Dataset entries:
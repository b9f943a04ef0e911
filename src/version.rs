//! Version and build information embedded by `build.rs`.

use std::fmt;

/// Working-tree state of the checkout the binary was built from.
#[derive(Debug, Clone, Copy, PartialEq, Eq)]
pub enum TreeState {
    Clean,
    Dirty,
    Unknown,
}

impl TreeState {
    const fn from_flag(flag: &str) -> Self {
        match flag.as_bytes() {
            b"true" => TreeState::Dirty,
            b"false" => TreeState::Clean,
            _ => TreeState::Unknown,
        }
    }
}

/// Compile-time facts about this binary.
#[derive(Debug, Clone)]
pub struct BuildInfo {
    pub name: &'static str,
    pub version: &'static str,
    /// Short commit hash, or `unknown` outside a git checkout
    pub git_hash: &'static str,
    pub git_branch: &'static str,
    pub tree: TreeState,
    pub build_timestamp: &'static str,
    pub target: &'static str,
    pub profile: &'static str,
    pub rustc_version: &'static str,
}

/// Build information for the running binary.
pub const BUILD: BuildInfo = BuildInfo {
    name: env!("CARGO_PKG_NAME"),
    version: env!("CARGO_PKG_VERSION"),
    git_hash: env!("FILMETO_GIT_HASH"),
    git_branch: env!("FILMETO_GIT_BRANCH"),
    tree: TreeState::from_flag(env!("FILMETO_GIT_DIRTY")),
    build_timestamp: env!("FILMETO_BUILD_TIMESTAMP"),
    target: env!("FILMETO_TARGET"),
    profile: env!("FILMETO_PROFILE"),
    rustc_version: env!("FILMETO_RUSTC_VERSION"),
};

impl BuildInfo {
    /// `0.1.0+abc12345`, with `.dirty` appended for uncommitted builds.
    pub fn full_version(&self) -> String {
        let mut out = format!("{}+{}", self.version, self.git_hash);
        if self.tree == TreeState::Dirty {
            out.push_str(".dirty");
        }
        out
    }
}

impl fmt::Display for BuildInfo {
    fn fmt(&self, f: &mut fmt::Formatter<'_>) -> fmt::Result {
        let tree = match self.tree {
            TreeState::Clean => "",
            TreeState::Dirty => " (uncommitted changes)",
            TreeState::Unknown => " (tree state unknown)",
        };

        writeln!(f, "{} {}", self.name, self.full_version())?;
        writeln!(f)?;
        writeln!(f, "Build Information:")?;
        let rows = [
            ("Git Hash", format!("{}{tree}", self.git_hash)),
            ("Branch", self.git_branch.to_string()),
            ("Built At", self.build_timestamp.to_string()),
            ("Target", self.target.to_string()),
            ("Profile", self.profile.to_string()),
            ("Rustc", self.rustc_version.to_string()),
        ];
        for (label, value) in rows {
            writeln!(f, "  {:<10} {value}", format!("{label}:"))?;
        }
        Ok(())
    }
}

/// Build information for the running binary.
pub fn build_info() -> &'static BuildInfo {
    &BUILD
}

/// `filmeto-crew version`
pub fn print_version() {
    print!("{BUILD}");
}
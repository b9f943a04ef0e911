//! CLI argument parsing using clap v4
//!
//! Defines the command-line interface for `filmeto-crew`.

use std::path::PathBuf;

use clap::{Parser, Subcommand};

/// Filmeto Crew - crew member and soul resolution for Filmeto projects
///
/// Materializes role templates into a project's crew directory, assigns a
/// soul to each member, and lists the crew in importance order.
#[derive(Parser, Debug)]
#[command(name = "filmeto-crew")]
#[command(author, version, about, long_about = None)]
#[command(propagate_version = true)]
pub struct Cli {
    /// Increase logging verbosity (-v for debug, -vv for trace)
    #[arg(short, long, action = clap::ArgAction::Count, global = true)]
    pub verbose: u8,

    /// Suppress all output except errors
    #[arg(short, long, global = true)]
    pub quiet: bool,

    /// Path to configuration file
    #[arg(short, long, env = "FILMETO_CONFIG", global = true)]
    pub config: Option<String>,

    #[command(subcommand)]
    pub command: Commands,
}

/// Available commands
#[derive(Subcommand, Debug)]
pub enum Commands {
    /// Create missing crew member files for a project
    Init {
        /// Project directory
        project: PathBuf,
    },

    /// List a project's crew in importance order
    List {
        /// Project directory
        project: PathBuf,

        /// Rank by the language's role templates instead of the canonical roles
        #[arg(long)]
        dynamic: bool,

        /// Print JSON instead of a table
        #[arg(long)]
        json: bool,
    },

    /// Show one crew member
    Show {
        /// Project directory
        project: PathBuf,

        /// Member name
        name: String,

        /// Print JSON instead of text
        #[arg(long)]
        json: bool,
    },

    /// List crew titles with display names and ranks
    Titles {
        /// Display language (defaults to the configured language)
        #[arg(short, long)]
        language: Option<String>,

        /// Rank by the language's role templates instead of the canonical roles
        #[arg(long)]
        dynamic: bool,
    },

    /// List available souls
    Souls {
        /// Only souls with this skill
        #[arg(long)]
        skill: Option<String>,

        /// Show one soul in full
        #[arg(long, conflicts_with = "skill")]
        name: Option<String>,
    },

    /// Display version and build information
    Version,

    /// Configuration management
    Config {
        #[command(subcommand)]
        subcommand: ConfigSubcommand,
    },
}

/// Configuration subcommands
#[derive(Subcommand, Debug, Clone)]
pub enum ConfigSubcommand {
    /// Display the current configuration
    Show,

    /// Initialize a new configuration file
    Init {
        /// Path where to create the config file
        #[arg(short, long)]
        path: Option<String>,

        /// Overwrite existing configuration
        #[arg(short, long)]
        force: bool,
    },

    /// Validate the configuration
    Validate,
}
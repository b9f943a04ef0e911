//! `crew.toml`: where role templates and souls live, and how to log.
//!
//! Later sources win: built-in defaults, then the TOML file (explicit
//! `--config`, else the first of `./filmeto-crew.toml`,
//! `<config_dir>/filmeto/crew.toml`, `~/.filmeto/crew.toml`), then
//! `FILMETO_*` variables, then command-line flags applied by the binary.

use std::fmt;
use std::fs;
use std::path::{Path, PathBuf};
use std::str::FromStr;

use serde::{Deserialize, Serialize};
use tracing::{debug, info, warn};

use crate::error::{Error, Result};

/// Everything `filmeto-crew` reads from `crew.toml`
#[derive(Debug, Clone, Default, Serialize, Deserialize)]
#[serde(default)]
pub struct CrewConfig {
    /// Role templates and display settings
    pub crew: CrewSettings,

    /// Soul directories
    pub souls: SoulSettings,

    /// Tracing output
    pub logging: LoggingSettings,
}

/// Crew resolution settings
#[derive(Debug, Clone, Serialize, Deserialize)]
#[serde(default)]
pub struct CrewSettings {
    /// Directory of role templates (`*.md`, optional `<language>/` subdirectories)
    pub system_dir: String,

    /// UI language, e.g. `en_US` or `zh_CN`
    pub language: String,

    /// Importance ranking used by `list`
    pub importance: ImportanceMode,
}

/// Soul directories
#[derive(Debug, Clone, Serialize, Deserialize)]
#[serde(default)]
pub struct SoulSettings {
    /// Souls shipped with the application
    pub system_dir: String,

    /// User-defined souls
    #[serde(skip_serializing_if = "Option::is_none")]
    pub user_dir: Option<String>,
}

/// `[logging]`
#[derive(Debug, Clone, Serialize, Deserialize)]
#[serde(default)]
pub struct LoggingSettings {
    /// Default filter level when no `-v`/`-q` flag is given
    pub level: String,

    /// Rolling log file; stderr only when unset
    #[serde(skip_serializing_if = "Option::is_none")]
    pub file: Option<String>,

    /// Size hint for rotation; below 10 MB the file rotates hourly
    pub max_file_size_mb: u64,

    /// Rotated files kept on disk
    pub max_files: u32,

    /// Emit JSON lines instead of compact text
    pub json_format: bool,
}

/// Which ranking orders crew members for display
#[derive(Debug, Clone, Copy, Default, PartialEq, Eq, Serialize, Deserialize)]
#[serde(rename_all = "lowercase")]
pub enum ImportanceMode {
    /// Nine canonical roles
    #[default]
    Static,
    /// Discovery order of the language's role templates
    Dynamic,
}

impl FromStr for ImportanceMode {
    type Err = Error;

    fn from_str(s: &str) -> Result<Self> {
        match s.trim().to_lowercase().as_str() {
            "static" => Ok(ImportanceMode::Static),
            "dynamic" => Ok(ImportanceMode::Dynamic),
            other => Err(Error::config_field_invalid(
                "crew.importance",
                format!("Invalid importance mode '{other}'. Must be one of: static, dynamic"),
            )),
        }
    }
}

impl fmt::Display for ImportanceMode {
    fn fmt(&self, f: &mut fmt::Formatter<'_>) -> fmt::Result {
        match self {
            ImportanceMode::Static => f.write_str("static"),
            ImportanceMode::Dynamic => f.write_str("dynamic"),
        }
    }
}

impl Default for CrewSettings {
    fn default() -> Self {
        Self {
            system_dir: "~/.filmeto/agent/crew/system".to_string(),
            language: "en_US".to_string(),
            importance: ImportanceMode::Static,
        }
    }
}

impl Default for SoulSettings {
    fn default() -> Self {
        Self {
            system_dir: "~/.filmeto/agent/soul/system".to_string(),
            user_dir: Some("~/.filmeto/workspace/agent/souls".to_string()),
        }
    }
}

impl Default for LoggingSettings {
    fn default() -> Self {
        Self {
            level: "info".to_string(),
            file: None,
            max_file_size_mb: 100,
            max_files: 5,
            json_format: false,
        }
    }
}

impl CrewConfig {
    /// Resolve the effective configuration: file, then environment, then
    /// `~` expansion and validation.
    pub fn load(config_path: Option<&str>) -> Result<Self> {
        let mut config = match Self::locate(config_path)? {
            Some(path) => {
                let config = Self::from_file(&path)?;
                info!(path = %path.display(), "Using crew configuration");
                config
            }
            None => Self::default(),
        };

        config.apply_env_overrides();
        config.expand_paths();
        config.validate()?;
        Ok(config)
    }

    /// Parse a single TOML file without overrides or validation
    pub fn from_file(path: &Path) -> Result<Self> {
        debug!(path = %path.display(), "Loading configuration file");
        let content = fs::read_to_string(path).map_err(|e| Error::io_read(path, e))?;
        toml::from_str(&content).map_err(|e| {
            Error::config_parse(format!("Failed to parse {}", path.display()), Some(e))
        })
    }

    /// An explicit path must exist; otherwise the first well-known file wins.
    fn locate(explicit: Option<&str>) -> Result<Option<PathBuf>> {
        if let Some(raw) = explicit {
            let path = PathBuf::from(expand_path(raw));
            if !path.exists() {
                return Err(Error::config_not_found(path));
            }
            return Ok(Some(path));
        }

        let found = [
            Some(PathBuf::from("filmeto-crew.toml")),
            dirs::config_dir().map(|dir| dir.join("filmeto").join("crew.toml")),
            dirs::home_dir().map(|home| home.join(".filmeto").join("crew.toml")),
        ]
        .into_iter()
        .flatten()
        .find(|candidate| candidate.exists());

        match &found {
            Some(path) => debug!(path = %path.display(), "Found crew configuration"),
            None => debug!("No crew configuration file, using built-in defaults"),
        }
        Ok(found)
    }

    /// `FILMETO_*` variables replace file values
    pub fn apply_env_overrides(&mut self) {
        if let Ok(val) = std::env::var("FILMETO_CREW_SYSTEM_DIR") {
            self.crew.system_dir = val;
        }
        if let Ok(val) = std::env::var("FILMETO_LANGUAGE") {
            self.crew.language = val;
        }
        if let Ok(val) = std::env::var("FILMETO_IMPORTANCE") {
            match val.parse() {
                Ok(mode) => self.crew.importance = mode,
                Err(e) => warn!(value = %val, error = %e, "Ignoring FILMETO_IMPORTANCE"),
            }
        }

        if let Ok(val) = std::env::var("FILMETO_SOUL_SYSTEM_DIR") {
            self.souls.system_dir = val;
        }
        if let Ok(val) = std::env::var("FILMETO_SOUL_USER_DIR") {
            self.souls.user_dir = Some(val);
        }

        if let Ok(level) = std::env::var("FILMETO_LOG_LEVEL") {
            self.logging.level = level;
        }
        if let Ok(file) = std::env::var("FILMETO_LOG_FILE") {
            self.logging.file = Some(file);
        }
        if let Ok(flag) = std::env::var("FILMETO_LOG_JSON") {
            self.logging.json_format = matches!(flag.trim().to_ascii_lowercase().as_str(), "1" | "true" | "yes");
        }
    }

    /// Resolve `~` and `$VAR` in every path setting
    pub fn expand_paths(&mut self) {
        self.crew.system_dir = expand_path(&self.crew.system_dir);
        self.souls.system_dir = expand_path(&self.souls.system_dir);
        for slot in [&mut self.souls.user_dir, &mut self.logging.file] {
            if let Some(value) = slot.as_mut() {
                *value = expand_path(value);
            }
        }
    }

    pub fn validate(&self) -> Result<()> {
        if self.crew.system_dir.trim().is_empty() {
            return Err(Error::config_field_invalid(
                "crew.system_dir",
                "Role template directory cannot be empty",
            ));
        }

        if self.crew.language.trim().is_empty() {
            return Err(Error::config_field_invalid("crew.language", "Language cannot be empty"));
        }

        const LEVELS: [&str; 5] = ["trace", "debug", "info", "warn", "error"];
        let level = self.logging.level.trim().to_lowercase();
        if !LEVELS.contains(&level.as_str()) {
            return Err(Error::config_field_invalid(
                "logging.level",
                format!("Unknown log level '{}' (expected {})", self.logging.level, LEVELS.join("|")),
            ));
        }

        Ok(())
    }

    /// Role template directory
    pub fn crew_system_dir(&self) -> PathBuf {
        PathBuf::from(&self.crew.system_dir)
    }

    /// System soul directory
    pub fn soul_system_dir(&self) -> PathBuf {
        PathBuf::from(&self.souls.system_dir)
    }

    /// User soul directory, if configured
    pub fn soul_user_dir(&self) -> Option<PathBuf> {
        self.souls
            .user_dir
            .as_deref()
            .filter(|d| !d.is_empty())
            .map(PathBuf::from)
    }
}

/// `~` and `$VAR` expansion; unresolvable variables leave the path as written
fn expand_path(path: &str) -> String {
    match shellexpand::full(path) {
        Ok(expanded) => expanded.into_owned(),
        Err(_) => path.to_string(),
    }
}

/// Default location for `config init`
pub fn default_config_path() -> PathBuf {
    let home = dirs::home_dir().unwrap_or_else(|| PathBuf::from("."));
    home.join(".filmeto").join("crew.toml")
}

/// `config init`: write the commented template, returning its path
pub fn init_config(path: Option<&str>, force: bool) -> Result<PathBuf> {
    let config_path = match path {
        Some(raw) => PathBuf::from(expand_path(raw)),
        None => default_config_path(),
    };

    if !force && config_path.exists() {
        return Err(Error::Config(format!(
            "{} already exists (pass --force to replace it)",
            config_path.display()
        )));
    }

    if let Some(parent) = config_path.parent() {
        fs::create_dir_all(parent).map_err(|e| Error::io_write(parent, e))?;
    }

    fs::write(&config_path, generate_default_config())
        .map_err(|e| Error::io_write(&config_path, e))?;

    info!(path = %config_path.display(), "Configuration file created");
    Ok(config_path)
}

/// Commented `crew.toml` mirroring the built-in defaults
pub fn generate_default_config() -> String {
    r#"# Filmeto Crew Configuration

[crew]
# Directory of role templates, one Markdown file per role.
# Language subdirectories (en_US/, zh_CN/) are used for titles only.
system_dir = "~/.filmeto/agent/crew/system"

# UI language for display names
language = "en_US"

# Importance ranking: static (canonical roles) or dynamic (template order)
importance = "static"

[souls]
# Souls shipped with the application
system_dir = "~/.filmeto/agent/soul/system"

# User-defined souls
user_dir = "~/.filmeto/workspace/agent/souls"

[logging]
# trace | debug | info | warn | error (-v / -q override this)
level = "info"

# Rolling log file; stderr only when absent
# file = "~/.filmeto/logs/crew.log"

# Below 10 the file rotates hourly, otherwise daily
max_file_size_mb = 100

# Rotated files to keep
max_files = 5

# JSON lines instead of compact text
json_format = false
"#
    .to_string()
}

- _Brief_:
Look through the data above and return each line where the string "about" occurs.

- _Response box_:
/// Compile-time facts about this binary.
#[command(author, version, about, long_about = None)]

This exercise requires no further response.